1999’s Q*Bert was brilliant. It really didn’t do all that much to the original Q*Bert formula, but the small addition of just changing the scope and shapes of the levels transformed it into a crazy fun new experience. It doesn’t hurt that they absolutely nailed the visuals as well. It’s got a really trippy vibe to it, and Q*Bert himself is as charming as he's ever been here. His jumping animation is fun, the enemies look neat, it’s just plain great.
This is weirdly enough one of my absolute favorite Playstation games. This game came out in 1997 and was actually a pretty big success. So much so that it started its own franchise revival, but if you ask me, nothing that came after this game landed quite as well. This was Frogger taken to the next level thanks to what modern technology could do at the time and it’s honestly one of the most fun games I’ve ever played.
The basic premise of jumping one “square” at a time to save a bunch of other frogs is still in play, but now the levels introduce elevation and other collectibles into the mix. There’s even an element of exploration to the whole affair. Not a ton because there’s still a tie limit like in the arcade, but the stages can get much larger than your traditional crossing the road and river fare. It’s honestly quite a brilliant little game, and it’s got a really great soundtrack too!
As far as I can tell, this particular reinvention had two versions. Robotron X for PlayStation and Robotron 64 for Nintendo 64. Robotron X was a solid attempt at a remake, but it didn’t quite work. Robotron 64 though, is fantastic. Not only does it look and sound super trippy (in a good way) it allows you to use 2 N64 controllers to simulate dual analog control!
Boy, this game doesn’t look very good, does it? Paperboy for Nintendo 64 is an unfortunate mess. It does what it sets out to do, which is to apply modern technology to an aged arcade game, but woof. Even by 1999 N64 standards, this game is hard to look at. It also sounds terrible and isn’t all that fun to play. Paperboy deserves better, and given what else Midway was cranking out around this time, it’s surprising this one made it out the door in this state.
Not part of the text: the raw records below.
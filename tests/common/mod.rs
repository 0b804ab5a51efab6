pub(crate) mod logging;

pub(crate) mod transport;

pub(crate) mod wait;
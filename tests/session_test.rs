//! Tests of running sessions that talk to each other through the mock transport from their own
//! background threads.

mod common;

use std::{
    sync::mpsc::{self, Receiver},
    time::Duration,
};

use graphlock_rs::{
    clock::ManualClock,
    events::{LockStateChangedEvent, ReceiveWirePreviewEvent},
    locks::{ChangeCause, LockOutcome},
    messages::{MessageKind, Position},
    replication::SendOutcome,
    session::{Configuration, Session, SessionSpec},
    types::{DocumentId, ElementId, LockState, SubgraphId, Timestamp, UserId},
};
use log::LevelFilter;

use common::{
    logging::setup_logger,
    transport::{mock_transport, TransportStub},
    wait::wait_until,
};

const TIMEOUT: Duration = Duration::from_secs(5);

fn start_sessions(
    users: &[&str],
    clock: &ManualClock,
) -> (Vec<Session<TransportStub>>, Receiver<(UserId, ElementId, ChangeCause)>) {
    setup_logger(LevelFilter::Info);
    let document_id = DocumentId::random();
    let subgraph_id = SubgraphId::random();
    let (changes_sender, changes) = mpsc::channel();

    let sessions = users
        .iter()
        .zip(mock_transport(users.iter().map(|user| UserId::from(*user))))
        .map(|(user, transport)| {
            let configuration = Configuration::builder()
                .me(*user)
                .document_id(document_id)
                .subgraph_id(subgraph_id)
                .tick_interval(Duration::from_millis(10))
                .log_events(true)
                .build();
            let me = UserId::from(*user);
            let changes_sender = changes_sender.clone();
            SessionSpec::builder()
                .transport(transport)
                .configuration(configuration)
                .clock(clock.clone())
                .on_lock_state_changed(move |event: &LockStateChangedEvent| {
                    let _ = changes_sender.send((
                        me.clone(),
                        event.element,
                        event.cause,
                    ));
                })
                .build()
                .start()
        })
        .collect();

    (sessions, changes)
}

fn owners(sessions: &[Session<TransportStub>], element: ElementId) -> Vec<Option<UserId>> {
    sessions
        .iter()
        .map(|session| session.lock_owner(element))
        .collect()
}

#[test]
fn sessions_converge_on_lock_ownership_test() {
    let clock = ManualClock::new(Timestamp::from_secs(1000.0));
    let (sessions, changes) = start_sessions(&["alice", "bob", "carol"], &clock);
    let element = ElementId::random();
    let alice = UserId::from("alice");
    let bob = UserId::from("bob");

    assert_eq!(sessions[0].request_lock(element), Ok(LockOutcome::Granted));
    wait_until("every session sees alice's lock", TIMEOUT, || {
        owners(&sessions, element) == vec![Some(alice.clone()); 3]
    });
    assert!(!sessions[1].can_modify(element));

    clock.advance(Duration::from_secs(1));
    assert_eq!(sessions[1].request_lock(element), Ok(LockOutcome::Queued));
    wait_until("every session queues bob", TIMEOUT, || {
        sessions
            .iter()
            .all(|session| session.queue_position(element, &bob) == Some(0))
    });

    clock.advance(Duration::from_secs(1));
    assert!(sessions[0].release_lock(element));
    wait_until("every session promotes bob", TIMEOUT, || {
        owners(&sessions, element) == vec![Some(bob.clone()); 3]
    });
    assert!(sessions[1].can_modify(element));

    wait_until("bob is told about the promotion", TIMEOUT, || {
        changes
            .try_iter()
            .any(|change| change == (bob.clone(), element, ChangeCause::Promoted))
    });

    let metrics = sessions[0].metrics();
    assert!(metrics.sent(MessageKind::LockRequest) >= 1);
    assert_eq!(metrics.sent(MessageKind::LockRelease), 1);
    // Carol holds nothing and never sent anything.
    assert_eq!(sessions[0].connected_users(), vec![bob]);
}

#[test]
fn ticker_expires_leases_test() {
    let clock = ManualClock::new(Timestamp::from_secs(1000.0));
    let (sessions, _changes) = start_sessions(&["alice", "bob"], &clock);
    let element = ElementId::random();
    let bob = UserId::from("bob");

    sessions[0]
        .request_lock_for(element, Duration::from_secs(10))
        .unwrap();
    wait_until("bob sees alice's lock", TIMEOUT, || {
        sessions[1].is_locked(element)
    });
    clock.advance(Duration::from_secs(1));
    sessions[1].request_lock(element).unwrap();
    wait_until("alice queues bob", TIMEOUT, || {
        sessions[0].queue_position(element, &bob) == Some(0)
    });

    // Nobody releases; the ticker reclaims the lease.
    clock.advance(Duration::from_secs(10));
    wait_until("the lease expires everywhere", TIMEOUT, || {
        owners(&sessions, element) == vec![Some(bob.clone()); 2]
    });
    assert_eq!(sessions[0].lock_state(element), LockState::Locked);
}

#[test]
fn dropping_a_session_releases_its_locks_test() {
    let clock = ManualClock::new(Timestamp::from_secs(1000.0));
    let (mut sessions, _changes) = start_sessions(&["alice", "bob"], &clock);
    let element = ElementId::random();

    sessions[1].request_lock(element).unwrap();
    wait_until("alice sees bob's lock", TIMEOUT, || {
        sessions[0].lock_owner(element) == Some(UserId::from("bob"))
    });

    drop(sessions.pop());
    wait_until("alice sees bob's release", TIMEOUT, || {
        !sessions[0].is_locked(element)
    });
    assert!(sessions[0].can_modify(element));
}

#[test]
fn previews_reach_subscribers_test() {
    let clock = ManualClock::new(Timestamp::from_secs(1000.0));
    let (sessions, _changes) = start_sessions(&["alice", "bob"], &clock);
    let element = ElementId::random();

    let (previews_sender, previews) = mpsc::channel();
    let subscription = sessions[1].subscribe(move |event: &ReceiveWirePreviewEvent| {
        let _ = previews_sender.send(event.preview.end);
    });

    let end = Position::new(64.0, 32.0);
    assert_eq!(
        sessions[0].send_wire_preview(element, "Then 0", Position::default(), end),
        Ok(SendOutcome::Sent)
    );
    assert_eq!(
        sessions[0].send_wire_preview(element, "Then 0", Position::default(), end),
        Ok(SendOutcome::Throttled)
    );
    assert_eq!(previews.recv_timeout(TIMEOUT), Ok(end));

    let stats = sessions[0].throttle_stats(MessageKind::WirePreview);
    assert_eq!((stats.sent, stats.suppressed), (1, 1));

    // With throttling off, every preview goes out.
    sessions[0].set_throttle_enabled(MessageKind::WirePreview, false);
    assert_eq!(
        sessions[0].send_wire_preview(element, "Then 0", Position::default(), end),
        Ok(SendOutcome::Sent)
    );
    assert_eq!(previews.recv_timeout(TIMEOUT), Ok(end));

    assert!(sessions[1].unsubscribe(subscription));
    assert!(!sessions[1].unsubscribe(subscription));
}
Speaking of which, On the other hand, Rampage: World Tour absolutely rules. Yes, it’s still monotonous like the original, but the improved visuals and new exciting ways to bash the buildings add just enough to make it feel fresh and fun. The fact that one of the platforms it was released for was the N64, a system with 4 built-in controller ports, certainly helped. The visuals are fun, the game feels tight to play, and it’s just an all around blast. Like Frogger, this one even kicked off its own series of sequels with even more playable characters to wreck stuff with.
And here we have yet another killer modern adaptation by Midway. Like Rampage it did see release in arcades, but it’s the home console ports, especially the 4-player Nintendo 64 version, that have cemented this game in the minds of players everywhere. The core mechanic of Gauntlet remains intact but with new 3D graphics, an added inventory system, and repetitive yet addicting gameplay. It’s a blast, and is widely regarded as the best Gauntlet has ever been.
And there you have it. This really was a golden age of golden age reboots with way more hits than misses. It’s a shame that more of these games aren’t currently widely available, but a lot of these rights have changed hands, and companies like Midway, Atari, and Hasbro have gone through some pretty major changes. The good news is, most of them are really easy to find on their original platforms, and reasonably inexpensive too. (Except Defender 2000. Wow, that’s a pricey one.)
What are your favorite retro reboots?